# Work to complete
The only acceptable reply is the number of lines in the material below that hold "crate".

# Records shown
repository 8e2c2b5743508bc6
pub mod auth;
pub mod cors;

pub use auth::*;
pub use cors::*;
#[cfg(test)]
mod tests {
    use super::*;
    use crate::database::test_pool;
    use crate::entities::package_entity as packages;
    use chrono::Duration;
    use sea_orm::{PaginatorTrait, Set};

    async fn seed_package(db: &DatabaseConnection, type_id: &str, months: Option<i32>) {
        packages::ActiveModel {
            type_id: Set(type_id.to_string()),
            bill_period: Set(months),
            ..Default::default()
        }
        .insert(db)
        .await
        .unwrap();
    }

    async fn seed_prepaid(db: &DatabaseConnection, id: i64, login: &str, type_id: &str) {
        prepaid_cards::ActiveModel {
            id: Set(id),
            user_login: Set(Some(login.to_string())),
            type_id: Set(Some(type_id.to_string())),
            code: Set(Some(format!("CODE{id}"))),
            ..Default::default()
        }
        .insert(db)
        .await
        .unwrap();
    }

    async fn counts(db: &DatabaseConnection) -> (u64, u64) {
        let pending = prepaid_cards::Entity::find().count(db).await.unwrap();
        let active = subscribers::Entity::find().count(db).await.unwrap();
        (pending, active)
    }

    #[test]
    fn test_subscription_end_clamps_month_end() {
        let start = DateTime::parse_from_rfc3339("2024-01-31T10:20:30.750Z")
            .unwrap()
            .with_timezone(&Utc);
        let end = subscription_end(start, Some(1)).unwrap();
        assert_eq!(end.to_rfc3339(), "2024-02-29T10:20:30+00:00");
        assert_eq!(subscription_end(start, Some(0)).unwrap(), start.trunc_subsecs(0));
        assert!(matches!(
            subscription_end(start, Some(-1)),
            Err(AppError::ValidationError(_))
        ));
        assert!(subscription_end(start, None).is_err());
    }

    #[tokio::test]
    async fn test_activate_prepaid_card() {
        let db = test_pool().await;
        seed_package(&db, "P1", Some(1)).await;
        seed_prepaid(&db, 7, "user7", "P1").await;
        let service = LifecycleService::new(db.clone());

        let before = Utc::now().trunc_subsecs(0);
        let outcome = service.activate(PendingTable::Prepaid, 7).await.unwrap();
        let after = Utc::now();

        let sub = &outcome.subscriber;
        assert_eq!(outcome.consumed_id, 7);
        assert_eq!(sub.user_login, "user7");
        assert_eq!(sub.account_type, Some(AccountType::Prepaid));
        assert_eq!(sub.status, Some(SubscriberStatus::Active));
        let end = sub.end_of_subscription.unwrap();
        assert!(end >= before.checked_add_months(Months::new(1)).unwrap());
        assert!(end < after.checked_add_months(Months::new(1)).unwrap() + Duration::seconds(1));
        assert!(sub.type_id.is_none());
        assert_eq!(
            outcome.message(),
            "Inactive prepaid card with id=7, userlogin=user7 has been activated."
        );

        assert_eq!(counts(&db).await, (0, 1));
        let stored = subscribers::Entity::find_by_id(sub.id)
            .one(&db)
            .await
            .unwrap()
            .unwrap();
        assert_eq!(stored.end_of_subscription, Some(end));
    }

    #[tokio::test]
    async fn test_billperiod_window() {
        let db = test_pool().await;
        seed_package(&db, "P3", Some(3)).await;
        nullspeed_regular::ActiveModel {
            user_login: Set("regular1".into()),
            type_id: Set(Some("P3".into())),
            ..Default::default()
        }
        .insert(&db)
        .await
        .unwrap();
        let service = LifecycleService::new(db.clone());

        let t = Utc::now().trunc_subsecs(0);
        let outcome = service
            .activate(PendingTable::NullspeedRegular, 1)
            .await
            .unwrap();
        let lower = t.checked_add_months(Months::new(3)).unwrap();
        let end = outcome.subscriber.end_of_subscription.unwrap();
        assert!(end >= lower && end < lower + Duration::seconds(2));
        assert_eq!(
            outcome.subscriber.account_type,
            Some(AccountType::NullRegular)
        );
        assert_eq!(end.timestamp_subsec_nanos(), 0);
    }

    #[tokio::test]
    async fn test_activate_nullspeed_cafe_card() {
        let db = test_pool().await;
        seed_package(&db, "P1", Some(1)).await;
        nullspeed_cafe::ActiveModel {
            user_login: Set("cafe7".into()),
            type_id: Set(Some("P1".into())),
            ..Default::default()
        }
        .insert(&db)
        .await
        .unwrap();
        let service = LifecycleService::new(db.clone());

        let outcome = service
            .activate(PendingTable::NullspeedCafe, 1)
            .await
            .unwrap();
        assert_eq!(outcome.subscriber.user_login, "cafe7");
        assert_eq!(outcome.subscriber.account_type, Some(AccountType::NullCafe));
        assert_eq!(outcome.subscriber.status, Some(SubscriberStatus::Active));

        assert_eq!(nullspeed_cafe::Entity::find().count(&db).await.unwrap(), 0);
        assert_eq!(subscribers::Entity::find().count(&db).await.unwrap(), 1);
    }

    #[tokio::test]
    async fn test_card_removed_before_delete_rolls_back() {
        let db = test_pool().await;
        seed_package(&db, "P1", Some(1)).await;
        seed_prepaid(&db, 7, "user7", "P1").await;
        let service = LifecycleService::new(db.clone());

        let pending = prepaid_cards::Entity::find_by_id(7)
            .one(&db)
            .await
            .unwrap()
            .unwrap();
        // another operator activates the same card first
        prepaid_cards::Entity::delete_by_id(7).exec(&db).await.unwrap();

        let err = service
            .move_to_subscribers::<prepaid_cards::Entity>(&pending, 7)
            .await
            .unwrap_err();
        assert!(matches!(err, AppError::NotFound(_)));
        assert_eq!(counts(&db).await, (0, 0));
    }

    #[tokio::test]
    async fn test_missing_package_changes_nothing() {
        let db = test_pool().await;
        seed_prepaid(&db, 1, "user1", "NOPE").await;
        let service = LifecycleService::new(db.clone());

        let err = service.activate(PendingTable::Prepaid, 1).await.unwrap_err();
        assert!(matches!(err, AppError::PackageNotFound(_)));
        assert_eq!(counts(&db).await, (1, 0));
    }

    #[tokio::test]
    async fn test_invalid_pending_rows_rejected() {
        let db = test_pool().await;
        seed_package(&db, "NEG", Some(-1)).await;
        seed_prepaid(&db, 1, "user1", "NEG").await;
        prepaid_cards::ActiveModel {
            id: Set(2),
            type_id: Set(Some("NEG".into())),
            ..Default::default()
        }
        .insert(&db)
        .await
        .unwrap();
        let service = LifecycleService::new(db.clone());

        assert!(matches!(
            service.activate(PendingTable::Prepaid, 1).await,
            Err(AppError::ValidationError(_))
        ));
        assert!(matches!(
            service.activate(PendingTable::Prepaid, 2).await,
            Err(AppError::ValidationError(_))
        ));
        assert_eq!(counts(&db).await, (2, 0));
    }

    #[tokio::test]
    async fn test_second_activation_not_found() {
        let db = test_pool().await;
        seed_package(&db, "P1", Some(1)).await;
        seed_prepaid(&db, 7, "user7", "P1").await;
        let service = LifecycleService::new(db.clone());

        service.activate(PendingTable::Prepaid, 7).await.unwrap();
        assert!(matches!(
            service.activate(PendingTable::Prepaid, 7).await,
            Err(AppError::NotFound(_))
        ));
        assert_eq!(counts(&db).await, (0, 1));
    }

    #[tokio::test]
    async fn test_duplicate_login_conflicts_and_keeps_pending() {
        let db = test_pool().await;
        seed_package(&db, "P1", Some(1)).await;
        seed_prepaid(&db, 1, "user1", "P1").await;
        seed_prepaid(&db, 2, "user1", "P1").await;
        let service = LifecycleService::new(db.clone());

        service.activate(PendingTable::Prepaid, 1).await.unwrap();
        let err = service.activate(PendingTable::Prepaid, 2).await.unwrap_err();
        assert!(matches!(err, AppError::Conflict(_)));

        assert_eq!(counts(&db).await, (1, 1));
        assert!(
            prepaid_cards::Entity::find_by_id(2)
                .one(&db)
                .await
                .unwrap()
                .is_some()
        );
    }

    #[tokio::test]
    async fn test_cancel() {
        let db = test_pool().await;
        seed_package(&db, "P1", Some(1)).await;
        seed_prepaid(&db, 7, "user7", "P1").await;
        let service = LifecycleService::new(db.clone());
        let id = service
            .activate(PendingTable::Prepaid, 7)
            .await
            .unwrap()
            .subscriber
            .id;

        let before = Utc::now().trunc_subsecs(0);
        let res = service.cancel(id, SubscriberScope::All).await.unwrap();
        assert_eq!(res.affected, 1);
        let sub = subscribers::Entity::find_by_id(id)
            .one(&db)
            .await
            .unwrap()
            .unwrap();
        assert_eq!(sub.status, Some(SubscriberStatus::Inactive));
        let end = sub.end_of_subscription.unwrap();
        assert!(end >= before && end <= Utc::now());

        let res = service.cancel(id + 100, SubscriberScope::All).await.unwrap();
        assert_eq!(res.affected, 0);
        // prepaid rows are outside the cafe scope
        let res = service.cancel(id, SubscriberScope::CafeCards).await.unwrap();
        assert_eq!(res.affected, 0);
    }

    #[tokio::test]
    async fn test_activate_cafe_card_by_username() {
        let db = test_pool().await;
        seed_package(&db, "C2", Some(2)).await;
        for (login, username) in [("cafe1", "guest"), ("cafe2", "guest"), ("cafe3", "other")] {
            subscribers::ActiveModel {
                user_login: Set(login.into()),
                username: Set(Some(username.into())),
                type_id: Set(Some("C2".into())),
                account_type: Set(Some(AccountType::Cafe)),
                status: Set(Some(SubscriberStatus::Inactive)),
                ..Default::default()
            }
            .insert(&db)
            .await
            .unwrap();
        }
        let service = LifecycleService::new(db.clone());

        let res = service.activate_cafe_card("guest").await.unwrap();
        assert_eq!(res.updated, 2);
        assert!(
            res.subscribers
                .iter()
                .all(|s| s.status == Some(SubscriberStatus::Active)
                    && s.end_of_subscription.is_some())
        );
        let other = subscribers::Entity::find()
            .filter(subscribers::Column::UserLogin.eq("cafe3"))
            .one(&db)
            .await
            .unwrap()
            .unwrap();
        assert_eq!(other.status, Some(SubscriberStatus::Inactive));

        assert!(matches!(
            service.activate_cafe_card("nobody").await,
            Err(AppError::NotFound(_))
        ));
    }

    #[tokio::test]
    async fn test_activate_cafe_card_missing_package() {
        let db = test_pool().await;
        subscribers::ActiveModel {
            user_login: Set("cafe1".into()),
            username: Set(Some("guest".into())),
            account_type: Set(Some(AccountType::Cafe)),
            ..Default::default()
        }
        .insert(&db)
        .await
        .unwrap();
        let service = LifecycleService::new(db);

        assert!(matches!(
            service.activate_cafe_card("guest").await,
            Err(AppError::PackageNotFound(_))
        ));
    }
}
==
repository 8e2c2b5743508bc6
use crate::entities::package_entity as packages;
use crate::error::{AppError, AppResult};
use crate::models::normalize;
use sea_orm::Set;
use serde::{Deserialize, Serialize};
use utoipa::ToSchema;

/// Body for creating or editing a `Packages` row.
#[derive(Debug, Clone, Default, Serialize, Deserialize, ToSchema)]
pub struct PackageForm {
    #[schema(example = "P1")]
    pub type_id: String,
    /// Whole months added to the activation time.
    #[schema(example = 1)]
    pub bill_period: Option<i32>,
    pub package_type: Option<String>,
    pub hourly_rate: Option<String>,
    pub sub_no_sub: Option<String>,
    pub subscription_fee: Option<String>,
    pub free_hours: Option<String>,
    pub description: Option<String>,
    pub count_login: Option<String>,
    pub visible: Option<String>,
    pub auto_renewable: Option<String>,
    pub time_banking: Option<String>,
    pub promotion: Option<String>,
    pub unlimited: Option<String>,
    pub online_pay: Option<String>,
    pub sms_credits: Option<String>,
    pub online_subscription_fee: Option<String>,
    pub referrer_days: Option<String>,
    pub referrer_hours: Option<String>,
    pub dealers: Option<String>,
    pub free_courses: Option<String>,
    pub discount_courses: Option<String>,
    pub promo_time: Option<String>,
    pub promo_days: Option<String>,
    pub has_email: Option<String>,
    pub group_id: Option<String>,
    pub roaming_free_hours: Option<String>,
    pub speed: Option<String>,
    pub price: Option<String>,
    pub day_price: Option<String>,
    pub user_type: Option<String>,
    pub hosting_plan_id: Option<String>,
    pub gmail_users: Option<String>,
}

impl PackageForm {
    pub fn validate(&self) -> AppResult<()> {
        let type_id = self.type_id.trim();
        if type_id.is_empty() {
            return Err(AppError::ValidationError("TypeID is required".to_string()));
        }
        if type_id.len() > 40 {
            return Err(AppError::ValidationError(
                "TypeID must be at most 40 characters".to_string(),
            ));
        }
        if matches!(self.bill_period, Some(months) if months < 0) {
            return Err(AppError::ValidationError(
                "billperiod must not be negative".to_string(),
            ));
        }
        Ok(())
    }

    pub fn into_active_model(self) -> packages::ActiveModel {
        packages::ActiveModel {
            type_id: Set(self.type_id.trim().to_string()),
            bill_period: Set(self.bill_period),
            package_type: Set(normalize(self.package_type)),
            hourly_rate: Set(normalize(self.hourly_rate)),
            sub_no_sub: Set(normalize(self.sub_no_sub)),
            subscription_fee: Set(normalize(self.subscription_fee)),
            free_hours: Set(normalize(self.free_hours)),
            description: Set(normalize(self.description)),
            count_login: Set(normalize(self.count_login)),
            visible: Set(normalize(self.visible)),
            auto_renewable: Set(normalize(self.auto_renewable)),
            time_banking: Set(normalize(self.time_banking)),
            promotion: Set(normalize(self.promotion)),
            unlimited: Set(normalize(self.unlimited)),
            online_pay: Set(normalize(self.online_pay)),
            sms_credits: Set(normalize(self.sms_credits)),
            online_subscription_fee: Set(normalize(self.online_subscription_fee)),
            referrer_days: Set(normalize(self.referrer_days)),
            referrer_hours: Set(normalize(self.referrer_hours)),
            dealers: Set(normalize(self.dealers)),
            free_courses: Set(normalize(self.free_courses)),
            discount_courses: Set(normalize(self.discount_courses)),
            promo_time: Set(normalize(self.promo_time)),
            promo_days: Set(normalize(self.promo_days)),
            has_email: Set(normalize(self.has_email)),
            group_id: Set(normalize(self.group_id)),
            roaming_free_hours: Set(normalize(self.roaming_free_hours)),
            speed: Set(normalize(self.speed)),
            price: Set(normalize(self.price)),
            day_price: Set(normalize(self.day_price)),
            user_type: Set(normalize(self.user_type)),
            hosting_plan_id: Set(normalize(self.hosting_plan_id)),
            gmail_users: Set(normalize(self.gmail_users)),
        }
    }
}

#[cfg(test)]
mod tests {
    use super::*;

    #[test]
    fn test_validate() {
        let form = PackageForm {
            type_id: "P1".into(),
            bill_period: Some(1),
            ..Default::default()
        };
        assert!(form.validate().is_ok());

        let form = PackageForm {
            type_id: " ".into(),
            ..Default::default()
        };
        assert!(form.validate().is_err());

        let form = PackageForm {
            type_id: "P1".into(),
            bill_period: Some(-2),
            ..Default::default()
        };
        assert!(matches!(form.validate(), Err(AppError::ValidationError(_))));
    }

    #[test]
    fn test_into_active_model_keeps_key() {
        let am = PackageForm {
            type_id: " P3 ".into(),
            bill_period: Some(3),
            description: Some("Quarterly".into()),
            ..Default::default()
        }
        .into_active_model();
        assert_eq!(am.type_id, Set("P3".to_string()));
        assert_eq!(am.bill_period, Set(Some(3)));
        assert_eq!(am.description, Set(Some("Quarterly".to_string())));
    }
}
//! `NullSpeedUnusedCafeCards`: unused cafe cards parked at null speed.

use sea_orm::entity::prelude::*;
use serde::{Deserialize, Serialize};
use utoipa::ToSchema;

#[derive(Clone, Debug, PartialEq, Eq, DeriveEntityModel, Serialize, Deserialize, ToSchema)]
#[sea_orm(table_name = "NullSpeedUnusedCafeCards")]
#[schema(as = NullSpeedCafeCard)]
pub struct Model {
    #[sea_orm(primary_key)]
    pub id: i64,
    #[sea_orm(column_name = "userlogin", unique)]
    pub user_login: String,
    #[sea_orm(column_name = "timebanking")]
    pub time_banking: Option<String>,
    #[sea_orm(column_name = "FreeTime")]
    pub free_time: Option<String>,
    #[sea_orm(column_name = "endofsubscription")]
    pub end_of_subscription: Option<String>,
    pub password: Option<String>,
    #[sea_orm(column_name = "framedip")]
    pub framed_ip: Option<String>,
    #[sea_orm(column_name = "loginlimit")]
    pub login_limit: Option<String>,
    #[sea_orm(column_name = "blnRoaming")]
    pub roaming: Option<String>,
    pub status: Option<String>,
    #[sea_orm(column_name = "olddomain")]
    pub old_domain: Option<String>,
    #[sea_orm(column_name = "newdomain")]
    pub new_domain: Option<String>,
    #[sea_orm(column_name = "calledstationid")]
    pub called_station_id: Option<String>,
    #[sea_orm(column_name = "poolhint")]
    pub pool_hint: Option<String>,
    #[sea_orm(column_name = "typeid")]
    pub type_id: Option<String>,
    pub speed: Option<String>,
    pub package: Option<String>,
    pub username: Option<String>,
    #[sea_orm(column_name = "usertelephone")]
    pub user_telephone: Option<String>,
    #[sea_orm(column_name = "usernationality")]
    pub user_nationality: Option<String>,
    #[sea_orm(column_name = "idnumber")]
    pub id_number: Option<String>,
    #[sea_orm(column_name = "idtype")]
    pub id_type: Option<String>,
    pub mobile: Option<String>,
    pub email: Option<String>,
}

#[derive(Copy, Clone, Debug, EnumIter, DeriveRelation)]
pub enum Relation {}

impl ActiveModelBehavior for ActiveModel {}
--
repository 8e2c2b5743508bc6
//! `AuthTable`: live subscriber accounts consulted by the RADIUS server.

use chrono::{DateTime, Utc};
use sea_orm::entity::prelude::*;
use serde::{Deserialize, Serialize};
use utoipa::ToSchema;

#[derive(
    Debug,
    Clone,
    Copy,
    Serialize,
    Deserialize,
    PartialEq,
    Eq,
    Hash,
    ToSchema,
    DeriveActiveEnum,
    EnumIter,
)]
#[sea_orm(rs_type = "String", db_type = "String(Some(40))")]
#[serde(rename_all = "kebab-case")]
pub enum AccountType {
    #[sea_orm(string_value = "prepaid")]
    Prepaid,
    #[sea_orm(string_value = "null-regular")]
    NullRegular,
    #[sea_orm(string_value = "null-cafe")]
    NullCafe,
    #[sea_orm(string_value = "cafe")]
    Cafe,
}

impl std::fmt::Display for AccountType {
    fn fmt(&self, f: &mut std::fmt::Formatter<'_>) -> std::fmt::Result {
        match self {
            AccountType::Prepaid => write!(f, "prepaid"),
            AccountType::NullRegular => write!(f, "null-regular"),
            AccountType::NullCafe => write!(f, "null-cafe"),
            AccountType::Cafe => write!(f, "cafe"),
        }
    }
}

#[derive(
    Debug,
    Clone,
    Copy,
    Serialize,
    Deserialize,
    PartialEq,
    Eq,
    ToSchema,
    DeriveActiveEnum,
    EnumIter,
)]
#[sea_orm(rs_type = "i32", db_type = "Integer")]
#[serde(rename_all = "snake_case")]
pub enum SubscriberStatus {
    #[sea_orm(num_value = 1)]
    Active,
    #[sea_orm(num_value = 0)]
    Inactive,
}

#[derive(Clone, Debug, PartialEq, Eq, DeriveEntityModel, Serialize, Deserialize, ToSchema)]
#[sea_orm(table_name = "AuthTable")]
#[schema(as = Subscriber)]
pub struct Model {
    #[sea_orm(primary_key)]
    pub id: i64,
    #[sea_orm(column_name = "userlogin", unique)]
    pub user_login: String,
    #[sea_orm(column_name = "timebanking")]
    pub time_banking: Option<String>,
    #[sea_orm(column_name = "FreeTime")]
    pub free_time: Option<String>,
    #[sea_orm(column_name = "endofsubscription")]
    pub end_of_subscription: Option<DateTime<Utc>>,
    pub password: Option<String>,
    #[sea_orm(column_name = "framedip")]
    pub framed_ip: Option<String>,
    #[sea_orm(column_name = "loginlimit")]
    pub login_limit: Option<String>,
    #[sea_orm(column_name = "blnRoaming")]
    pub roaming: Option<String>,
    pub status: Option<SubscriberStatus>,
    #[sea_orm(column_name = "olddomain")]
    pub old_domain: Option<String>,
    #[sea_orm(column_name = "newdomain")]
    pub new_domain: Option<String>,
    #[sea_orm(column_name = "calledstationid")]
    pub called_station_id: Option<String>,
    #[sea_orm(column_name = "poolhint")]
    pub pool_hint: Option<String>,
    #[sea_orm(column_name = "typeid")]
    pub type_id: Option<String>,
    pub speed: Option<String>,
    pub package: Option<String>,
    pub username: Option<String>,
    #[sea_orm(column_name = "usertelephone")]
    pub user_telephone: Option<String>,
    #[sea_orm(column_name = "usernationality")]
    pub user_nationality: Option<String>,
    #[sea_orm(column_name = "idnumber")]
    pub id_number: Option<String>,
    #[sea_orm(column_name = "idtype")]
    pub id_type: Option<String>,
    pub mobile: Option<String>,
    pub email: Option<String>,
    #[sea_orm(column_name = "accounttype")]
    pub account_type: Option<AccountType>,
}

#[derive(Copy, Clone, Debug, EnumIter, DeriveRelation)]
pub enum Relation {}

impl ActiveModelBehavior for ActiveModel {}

# Output for this exercise
5